Saved data entries
++++++++++
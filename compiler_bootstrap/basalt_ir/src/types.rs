//! MIR types and the per-graph type pool
//!
//! MIR types are lower level than the surface type system: booleans become
//! 1-bit integers, chars become 8-bit integers, enums dissolve into their
//! underlying integer type. Struct types are named; their field lists are
//! filled in during the Define phase of lowering.

use hashbrown::HashMap;

/// Handle into a [`TypePool`].
pub type MirTypeId = u32;

#[derive(Debug, Clone, PartialEq, Eq, Hash)]
pub enum MirType {
    Void,
    /// Integer of the given bit width; 1 is the boolean width.
    Int { width: u32 },
    Float { width: u32 },
    Pointer { pointee: MirTypeId },
    Array { element: MirTypeId, len: u32 },
    /// Named struct; field types live in the pool and are appended during
    /// the Define lowering phase.
    Struct { name: String },
    Function { params: Vec<MirTypeId>, ret: MirTypeId },
}

/// Interning pool for MIR types, owned by the control-flow graph.
#[derive(Debug, Clone, Default)]
pub struct TypePool {
    arena: Vec<MirType>,

    void: Option<MirTypeId>,
    ints: HashMap<u32, MirTypeId>,
    floats: HashMap<u32, MirTypeId>,
    pointers: HashMap<MirTypeId, MirTypeId>,
    arrays: HashMap<(MirTypeId, u32), MirTypeId>,
    functions: HashMap<(Vec<MirTypeId>, MirTypeId), MirTypeId>,
    structs: HashMap<String, MirTypeId>,
    struct_fields: HashMap<String, Vec<MirTypeId>>,
}

impl TypePool {
    pub fn new() -> Self {
        Self::default()
    }

    fn alloc(&mut self, ty: MirType) -> MirTypeId {
        let id = self.arena.len() as MirTypeId;
        self.arena.push(ty);
        id
    }

    pub fn get(&self, id: MirTypeId) -> &MirType {
        &self.arena[id as usize]
    }

    pub fn void(&mut self) -> MirTypeId {
        if let Some(id) = self.void {
            return id;
        }

        let id = self.alloc(MirType::Void);
        self.void = Some(id);
        id
    }

    pub fn int(&mut self, width: u32) -> MirTypeId {
        debug_assert!(matches!(width, 1 | 8 | 16 | 32 | 64), "bad integer width");

        if let Some(&id) = self.ints.get(&width) {
            return id;
        }

        let id = self.alloc(MirType::Int { width });
        self.ints.insert(width, id);
        id
    }

    pub fn i1(&mut self) -> MirTypeId {
        self.int(1)
    }

    pub fn i8(&mut self) -> MirTypeId {
        self.int(8)
    }

    pub fn i16(&mut self) -> MirTypeId {
        self.int(16)
    }

    pub fn i32(&mut self) -> MirTypeId {
        self.int(32)
    }

    pub fn i64(&mut self) -> MirTypeId {
        self.int(64)
    }

    pub fn float(&mut self, width: u32) -> MirTypeId {
        debug_assert!(matches!(width, 32 | 64), "bad float width");

        if let Some(&id) = self.floats.get(&width) {
            return id;
        }

        let id = self.alloc(MirType::Float { width });
        self.floats.insert(width, id);
        id
    }

    pub fn f32(&mut self) -> MirTypeId {
        self.float(32)
    }

    pub fn f64(&mut self) -> MirTypeId {
        self.float(64)
    }

    pub fn pointer(&mut self, pointee: MirTypeId) -> MirTypeId {
        if let Some(&id) = self.pointers.get(&pointee) {
            return id;
        }

        let id = self.alloc(MirType::Pointer { pointee });
        self.pointers.insert(pointee, id);
        id
    }

    pub fn void_pointer(&mut self) -> MirTypeId {
        let void = self.void();
        self.pointer(void)
    }

    pub fn array(&mut self, element: MirTypeId, len: u32) -> MirTypeId {
        if let Some(&id) = self.arrays.get(&(element, len)) {
            return id;
        }

        let id = self.alloc(MirType::Array { element, len });
        self.arrays.insert((element, len), id);
        id
    }

    pub fn function(&mut self, params: Vec<MirTypeId>, ret: MirTypeId) -> MirTypeId {
        if let Some(&id) = self.functions.get(&(params.clone(), ret)) {
            return id;
        }

        let id = self.alloc(MirType::Function { params: params.clone(), ret });
        self.functions.insert((params, ret), id);
        id
    }

    /// Create a named struct type with an empty field list. Returns the
    /// existing id if the name is already present.
    pub fn create_struct(&mut self, name: &str) -> MirTypeId {
        if let Some(&id) = self.structs.get(name) {
            return id;
        }

        let id = self.alloc(MirType::Struct { name: name.to_string() });
        self.structs.insert(name.to_string(), id);
        self.struct_fields.insert(name.to_string(), Vec::new());
        id
    }

    pub fn struct_by_name(&self, name: &str) -> Option<MirTypeId> {
        self.structs.get(name).copied()
    }

    pub fn append_field(&mut self, name: &str, field: MirTypeId) {
        self.struct_fields
            .get_mut(name)
            .expect("appending a field to an unknown struct")
            .push(field);
    }

    pub fn fields_of(&self, id: MirTypeId) -> &[MirTypeId] {
        match self.get(id) {
            MirType::Struct { name } => &self.struct_fields[name],
            _ => panic!("fields_of on a non-struct type"),
        }
    }

    pub fn is_void(&self, id: MirTypeId) -> bool {
        matches!(self.get(id), MirType::Void)
    }

    pub fn is_integer(&self, id: MirTypeId) -> bool {
        matches!(self.get(id), MirType::Int { .. })
    }

    pub fn is_integer_width(&self, id: MirTypeId, width: u32) -> bool {
        matches!(self.get(id), MirType::Int { width: w } if *w == width)
    }

    pub fn is_float(&self, id: MirTypeId) -> bool {
        matches!(self.get(id), MirType::Float { .. })
    }

    pub fn is_float_width(&self, id: MirTypeId, width: u32) -> bool {
        matches!(self.get(id), MirType::Float { width: w } if *w == width)
    }

    pub fn is_pointer(&self, id: MirTypeId) -> bool {
        matches!(self.get(id), MirType::Pointer { .. })
    }

    pub fn is_array(&self, id: MirTypeId) -> bool {
        matches!(self.get(id), MirType::Array { .. })
    }

    pub fn is_struct(&self, id: MirTypeId) -> bool {
        matches!(self.get(id), MirType::Struct { .. })
    }

    pub fn is_function(&self, id: MirTypeId) -> bool {
        matches!(self.get(id), MirType::Function { .. })
    }

    pub fn pointee(&self, id: MirTypeId) -> Option<MirTypeId> {
        match self.get(id) {
            MirType::Pointer { pointee } => Some(*pointee),
            _ => None,
        }
    }

    pub fn fn_ret(&self, id: MirTypeId) -> Option<MirTypeId> {
        match self.get(id) {
            MirType::Function { ret, .. } => Some(*ret),
            _ => None,
        }
    }

    /// Render a type for IR dumps and diagnostics.
    pub fn display(&self, id: MirTypeId) -> String {
        match self.get(id) {
            MirType::Void => "void".to_string(),
            MirType::Int { width } => format!("i{}", width),
            MirType::Float { width } => format!("f{}", width),
            MirType::Pointer { pointee } => format!("*{}", self.display(*pointee)),
            MirType::Array { element, len } => format!("[{}]{}", len, self.display(*element)),
            MirType::Struct { name } => name.clone(),
            MirType::Function { params, ret } => {
                let params = params
                    .iter()
                    .map(|&p| self.display(p))
                    .collect::<Vec<_>>()
                    .join(", ");

                format!("({}) -> {}", params, self.display(*ret))
            }
        }
    }
}

#[cfg(test)]
mod tests {
    use super::*;
    use pretty_assertions::assert_eq;

    #[test]
    fn integers_are_interned_per_width() {
        let mut pool = TypePool::new();
        assert_eq!(pool.i64(), pool.i64());
        assert_ne!(pool.i32(), pool.i64());
    }

    #[test]
    fn struct_fields_append_in_order() {
        let mut pool = TypePool::new();
        let s = pool.create_struct("Box");
        let i32 = pool.i32();
        pool.append_field("Box", i32);
        pool.append_field("Box", i32);

        assert_eq!(pool.fields_of(s), &[i32, i32]);
    }
}
//! Interned MIR constants
//!
//! Integer constants are interned per (type, value) pair, floats per
//! (type, bit pattern), nulls per type, and string literals per byte
//! content. Handle equality therefore implies constant equality.

use crate::types::MirTypeId;
use hashbrown::HashMap;

/// Handle into a [`ConstPool`].
pub type ConstId = u32;

#[derive(Debug, Clone, PartialEq)]
pub enum Const {
    Int { ty: MirTypeId, value: i64 },
    /// The payload is the f64 bit pattern; the type decides whether the
    /// constant materializes as a single or a double.
    Float { ty: MirTypeId, bits: u64 },
    Null { ty: MirTypeId },
    /// A pooled string body; the value type is pointer-to-i8.
    Str { ty: MirTypeId, value: String },
}

impl Const {
    pub fn ty(&self) -> MirTypeId {
        match self {
            Const::Int { ty, .. }
            | Const::Float { ty, .. }
            | Const::Null { ty }
            | Const::Str { ty, .. } => *ty,
        }
    }
}

#[derive(Debug, Clone, Default)]
pub struct ConstPool {
    arena: Vec<Const>,

    ints: HashMap<(MirTypeId, i64), ConstId>,
    floats: HashMap<(MirTypeId, u64), ConstId>,
    nulls: HashMap<MirTypeId, ConstId>,
    strings: HashMap<String, ConstId>,
}

impl ConstPool {
    pub fn new() -> Self {
        Self::default()
    }

    fn alloc(&mut self, constant: Const) -> ConstId {
        let id = self.arena.len() as ConstId;
        self.arena.push(constant);
        id
    }

    pub fn get(&self, id: ConstId) -> &Const {
        &self.arena[id as usize]
    }

    pub fn int(&mut self, ty: MirTypeId, value: i64) -> ConstId {
        if let Some(&id) = self.ints.get(&(ty, value)) {
            return id;
        }

        let id = self.alloc(Const::Int { ty, value });
        self.ints.insert((ty, value), id);
        id
    }

    pub fn float(&mut self, ty: MirTypeId, value: f64) -> ConstId {
        let bits = value.to_bits();
        if let Some(&id) = self.floats.get(&(ty, bits)) {
            return id;
        }

        let id = self.alloc(Const::Float { ty, bits });
        self.floats.insert((ty, bits), id);
        id
    }

    pub fn null(&mut self, ty: MirTypeId) -> ConstId {
        if let Some(&id) = self.nulls.get(&ty) {
            return id;
        }

        let id = self.alloc(Const::Null { ty });
        self.nulls.insert(ty, id);
        id
    }

    pub fn string(&mut self, ty: MirTypeId, value: &str) -> ConstId {
        if let Some(&id) = self.strings.get(value) {
            return id;
        }

        let id = self.alloc(Const::Str { ty, value: value.to_string() });
        self.strings.insert(value.to_string(), id);
        id
    }

    /// The integer payload of a constant, if it is an integer.
    pub fn as_int(&self, id: ConstId) -> Option<i64> {
        match self.get(id) {
            Const::Int { value, .. } => Some(*value),
            _ => None,
        }
    }

    pub fn as_float(&self, id: ConstId) -> Option<f64> {
        match self.get(id) {
            Const::Float { bits, .. } => Some(f64::from_bits(*bits)),
            _ => None,
        }
    }

    pub fn is_null(&self, id: ConstId) -> bool {
        matches!(self.get(id), Const::Null { .. })
    }
}

#[cfg(test)]
mod tests {
    use super::*;
    use crate::types::TypePool;
    use pretty_assertions::assert_eq;

    #[test]
    fn integers_intern_per_type_and_value() {
        let mut types = TypePool::new();
        let mut pool = ConstPool::new();
        let i64 = types.i64();
        let i32 = types.i32();

        assert_eq!(pool.int(i64, 42), pool.int(i64, 42));
        assert_ne!(pool.int(i64, 42), pool.int(i64, 43));
        assert_ne!(pool.int(i64, 42), pool.int(i32, 42));
    }

    #[test]
    fn floats_intern_by_bit_pattern() {
        let mut types = TypePool::new();
        let mut pool = ConstPool::new();
        let f64 = types.f64();

        assert_eq!(pool.float(f64, 1.5), pool.float(f64, 1.5));
        assert_ne!(pool.float(f64, 0.0), pool.float(f64, -0.0));
    }

    #[test]
    fn strings_intern_by_content() {
        let mut types = TypePool::new();
        let mut pool = ConstPool::new();
        let i8 = types.i8();
        let ptr = types.pointer(i8);

        assert_eq!(pool.string(ptr, "hi"), pool.string(ptr, "hi"));
        assert_ne!(pool.string(ptr, "hi"), pool.string(ptr, "ho"));
    }
}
++++++++++
**Problem to solve**
Every line above that holds the word "insert" should be copied out.

**Task output**
        self.ints.insert(width, id);
        self.floats.insert(width, id);
        self.pointers.insert(pointee, id);
        self.arrays.insert((element, len), id);
        self.functions.insert((params, ret), id);
        self.structs.insert(name.to_string(), id);
        self.struct_fields.insert(name.to_string(), Vec::new());
        self.ints.insert((ty, value), id);
        self.floats.insert((ty, bits), id);
        self.nulls.insert(ty, id);
        self.strings.insert(value.to_string(), id);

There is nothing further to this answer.